So maybe altogether 2-3 mil. is accurate.
It's closer to 4 million vulnerable coins, according to this study:
https://www2.deloitte.com/nl/nl/pages/innovatie/artikelen/quantum-computers-and-the-bitcoin-blockchain.htmlIt was done around 2 years ago, but you can see from the graph halfway down the page that the number has fluctuated around the 4 million mark for ~8 years, so I suspect it is still around the same. P2PK outputs are essentially constant and unchanging, while reused P2PKH addresses have slowly fallen as reused P2WPKH addresses have slowly increased. And of course we can now add in P2TR outputs as well.

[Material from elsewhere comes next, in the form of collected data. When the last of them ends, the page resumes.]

// SPDX-License-Identifier: MPL-2.0
//! Single-threaded timer queue driven by a virtual clock.
//!
//! Interaction controllers never sleep. They hand delayed continuations to a
//! [`Scheduler`], and the embedder advances time explicitly. Timers fire in
//! deadline order, ties in the order they were scheduled, and each fired
//! task observes the clock set to its own deadline.
//!
//! There is no cancellation. Controllers that need "restart the timer"
//! semantics tag their tasks with a generation counter and ignore stale ones.
//!
//! # Example
//!
//! ```
//! use folio::scheduler::Scheduler;
//! use std::time::Duration;
//!
//! let mut scheduler = Scheduler::new();
//! scheduler.schedule(Duration::from_millis(300), "hide");
//! scheduler.schedule(Duration::from_millis(100), "restore");
//!
//! let until = Duration::from_millis(350);
//! assert_eq!(scheduler.pop_due(until), Some("restore"));
//! assert_eq!(scheduler.pop_due(until), Some("hide"));
//! assert_eq!(scheduler.pop_due(until), None);
//! ```

use std::cmp::Ordering;
use std::collections::BinaryHeap;
use std::time::Duration;

#[derive(Debug)]
struct Entry<T> {
    deadline: Duration,
    seq: u64,
    task: T,
}

impl<T> PartialEq for Entry<T> {
    fn eq(&self, other: &Self) -> bool {
        self.deadline == other.deadline && self.seq == other.seq
    }
}

impl<T> Eq for Entry<T> {}

impl<T> PartialOrd for Entry<T> {
    fn partial_cmp(&self, other: &Self) -> Option<Ordering> {
        Some(self.cmp(other))
    }
}

impl<T> Ord for Entry<T> {
    // Reversed so the max-heap yields the earliest deadline first.
    fn cmp(&self, other: &Self) -> Ordering {
        other
            .deadline
            .cmp(&self.deadline)
            .then_with(|| other.seq.cmp(&self.seq))
    }
}

/// Deadline-ordered queue of pending tasks with its own clock.
#[derive(Debug)]
pub struct Scheduler<T> {
    now: Duration,
    next_seq: u64,
    queue: BinaryHeap<Entry<T>>,
}

impl<T> Scheduler<T> {
    /// Creates an empty scheduler with the clock at zero.
    #[must_use]
    pub fn new() -> Self {
        Self {
            now: Duration::ZERO,
            next_seq: 0,
            queue: BinaryHeap::new(),
        }
    }

    /// Current virtual time.
    #[must_use]
    pub fn now(&self) -> Duration {
        self.now
    }

    /// Queues `task` to fire `delay` after the current time.
    pub fn schedule(&mut self, delay: Duration, task: T) {
        let entry = Entry {
            deadline: self.now + delay,
            seq: self.next_seq,
            task,
        };
        self.next_seq += 1;
        self.queue.push(entry);
    }

    /// Number of tasks not yet fired.
    #[must_use]
    pub fn pending(&self) -> usize {
        self.queue.len()
    }

    /// Deadline of the earliest pending task.
    #[must_use]
    pub fn next_deadline(&self) -> Option<Duration> {
        self.queue.peek().map(|entry| entry.deadline)
    }

    /// Removes the earliest task due at or before `until` and moves the clock
    /// to its deadline.
    pub fn pop_due(&mut self, until: Duration) -> Option<T> {
        if self.next_deadline()? > until {
            return None;
        }
        let entry = self.queue.pop()?;
        self.now = self.now.max(entry.deadline);
        Some(entry.task)
    }

    /// Moves the clock forward to `to` without firing anything.
    ///
    /// Call after draining [`Scheduler::pop_due`] for the same instant.
    pub fn settle(&mut self, to: Duration) {
        self.now = self.now.max(to);
    }
}

impl<T> Default for Scheduler<T> {
    fn default() -> Self {
        Self::new()
    }
}

/// Leading-edge throttle over the virtual clock.
///
/// The first call passes and opens a window of `limit`; calls inside the
/// window are dropped, not deferred.
#[derive(Debug, Clone, Copy, PartialEq, Eq)]
pub struct Throttle {
    limit: Duration,
    closed_until: Option<Duration>,
}

impl Throttle {
    #[must_use]
    pub fn new(limit: Duration) -> Self {
        Self {
            limit,
            closed_until: None,
        }
    }

    /// Returns `true` if a call made at `now` should run.
    pub fn try_pass(&mut self, now: Duration) -> bool {
        if self.closed_until.is_some_and(|until| now < until) {
            return false;
        }
        self.closed_until = Some(now + self.limit);
        true
    }
}

#[cfg(test)]
mod tests {
    use super::*;

    fn ms(v: u64) -> Duration {
        Duration::from_millis(v)
    }

    #[test]
    fn fires_in_deadline_order() {
        let mut scheduler = Scheduler::new();
        scheduler.schedule(ms(400), 'a');
        scheduler.schedule(ms(100), 'b');
        scheduler.schedule(ms(300), 'c');

        let mut fired = Vec::new();
        while let Some(task) = scheduler.pop_due(ms(1000)) {
            fired.push(task);
        }
        assert_eq!(fired, vec!['b', 'c', 'a']);
    }

    #[test]
    fn ties_fire_in_scheduling_order() {
        let mut scheduler = Scheduler::new();
        scheduler.schedule(ms(100), 1);
        scheduler.schedule(ms(100), 2);
        scheduler.schedule(ms(100), 3);

        assert_eq!(scheduler.pop_due(ms(100)), Some(1));
        assert_eq!(scheduler.pop_due(ms(100)), Some(2));
        assert_eq!(scheduler.pop_due(ms(100)), Some(3));
    }

    #[test]
    fn tasks_not_yet_due_stay_queued() {
        let mut scheduler = Scheduler::new();
        scheduler.schedule(ms(400), ());
        assert_eq!(scheduler.pop_due(ms(399)), None);
        assert_eq!(scheduler.pending(), 1);
        assert_eq!(scheduler.pop_due(ms(400)), Some(()));
    }

    #[test]
    fn clock_moves_to_fired_deadline() {
        let mut scheduler = Scheduler::new();
        scheduler.schedule(ms(150), ());
        scheduler.pop_due(ms(1000));
        assert_eq!(scheduler.now(), ms(150));

        // Follow-up tasks are relative to the deadline that fired.
        scheduler.schedule(ms(150), ());
        assert_eq!(scheduler.next_deadline(), Some(ms(300)));
    }

    #[test]
    fn settle_never_moves_backwards() {
        let mut scheduler: Scheduler<()> = Scheduler::new();
        scheduler.settle(ms(500));
        scheduler.settle(ms(200));
        assert_eq!(scheduler.now(), ms(500));
    }

    #[test]
    fn throttle_drops_calls_inside_window() {
        let mut throttle = Throttle::new(ms(100));
        assert!(throttle.try_pass(ms(0)));
        assert!(!throttle.try_pass(ms(50)));
        assert!(!throttle.try_pass(ms(99)));
        assert!(throttle.try_pass(ms(100)));
    }
}
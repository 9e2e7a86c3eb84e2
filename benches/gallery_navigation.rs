// SPDX-License-Identifier: MPL-2.0
//! Benchmarks for gallery interaction.
//!
//! Measures the cost of:
//! - Filtering a large gallery (visibility pass plus re-render)
//! - Lightbox navigation with the carousel following along
//! - Contact payload validation

use criterion::{criterion_group, criterion_main, Criterion};
use folio::config::Config;
use folio::domain::contact::ContactPayload;
use folio::domain::gallery::Item;
use folio::ui::surface::{GalleryMarkup, StaticLayout};
use folio::ui::{InputEvent, Key, Page, PageSurface, Target};
use std::hint::black_box;
use std::time::Duration;

const ITEMS: usize = 500;

fn gallery_surface() -> PageSurface {
    let tags = ["street", "portrait", "landscape", "night"];
    PageSurface {
        gallery: Some(GalleryMarkup {
            items: (0..ITEMS)
                .map(|i| Item::new(format!("photo-{i}.jpg"), format!("Photo {i}")).with_tags([tags[i % tags.len()]]))
                .collect(),
            lightbox: true,
            counter: true,
        }),
        ..PageSurface::default()
    }
}

/// Page with its initial render lock already released.
fn ready_page(layout: &StaticLayout) -> Page {
    let mut page = Page::new(&gallery_surface(), &Config::default());
    page.init(layout);
    page.advance(Duration::from_millis(400), layout);
    page
}

/// Benchmark switching the tag filter back and forth.
fn bench_filter(c: &mut Criterion) {
    let mut group = c.benchmark_group("gallery_navigation");
    let layout = StaticLayout::desktop(ITEMS);

    group.bench_function("filter_tag_then_all", |b| {
        b.iter(|| {
            let mut page = ready_page(&layout);
            black_box(page.dispatch(InputEvent::FilterChanged("night".into()), &layout));
            page.advance(Duration::from_millis(400), &layout);
            black_box(page.dispatch(InputEvent::FilterChanged("all".into()), &layout));
        });
    });

    group.finish();
}

/// Benchmark stepping through the lightbox, including carousel catch-up.
fn bench_lightbox_walk(c: &mut Criterion) {
    let mut group = c.benchmark_group("gallery_navigation");
    let layout = StaticLayout::desktop(ITEMS);

    group.bench_function("lightbox_walk_50", |b| {
        b.iter(|| {
            let mut page = ready_page(&layout);
            page.dispatch(InputEvent::Click(Target::GalleryItem(0)), &layout);
            for _ in 0..50 {
                black_box(page.dispatch(InputEvent::KeyDown(Key::ArrowRight), &layout));
                black_box(page.advance(Duration::from_millis(100), &layout));
            }
            page.dispatch(InputEvent::KeyDown(Key::Escape), &layout);
        });
    });

    group.finish();
}

/// Benchmark the shared validation path.
fn bench_validate(c: &mut Criterion) {
    let mut group = c.benchmark_group("gallery_navigation");
    let payload = ContactPayload::new(
        "  Ada Lovelace ",
        "ada@example.com",
        "Commission",
        "I would like to talk about a print of the harbour series.",
    );

    group.bench_function("sanitize_and_validate", |b| {
        b.iter(|| black_box(payload.sanitized().validate()));
    });

    group.finish();
}

criterion_group!(benches, bench_filter, bench_lightbox_walk, bench_validate);
criterion_main!(benches);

My logic is that if something is considered vulnerable then it must be removed from the Bitcoin protocol. For example if OP_CAT has a weakness then it is removed from the code entirely even if someone had used it in a script. Which is exactly what happened, this OP code and a handful of others were completely removed.
Similarly if OP_CHECKSIG becomes vulnerable then it must be removed from the code not still remain there and let people choose to use it or not!
This is the most convincing argument for the opposite position to mine, I think. But it is worth pointing out that nobody's coins were made unspendable when OP_CAT was removed, compared to the millions of coins which would be made unspendable if OP_CHECKSIG is removed.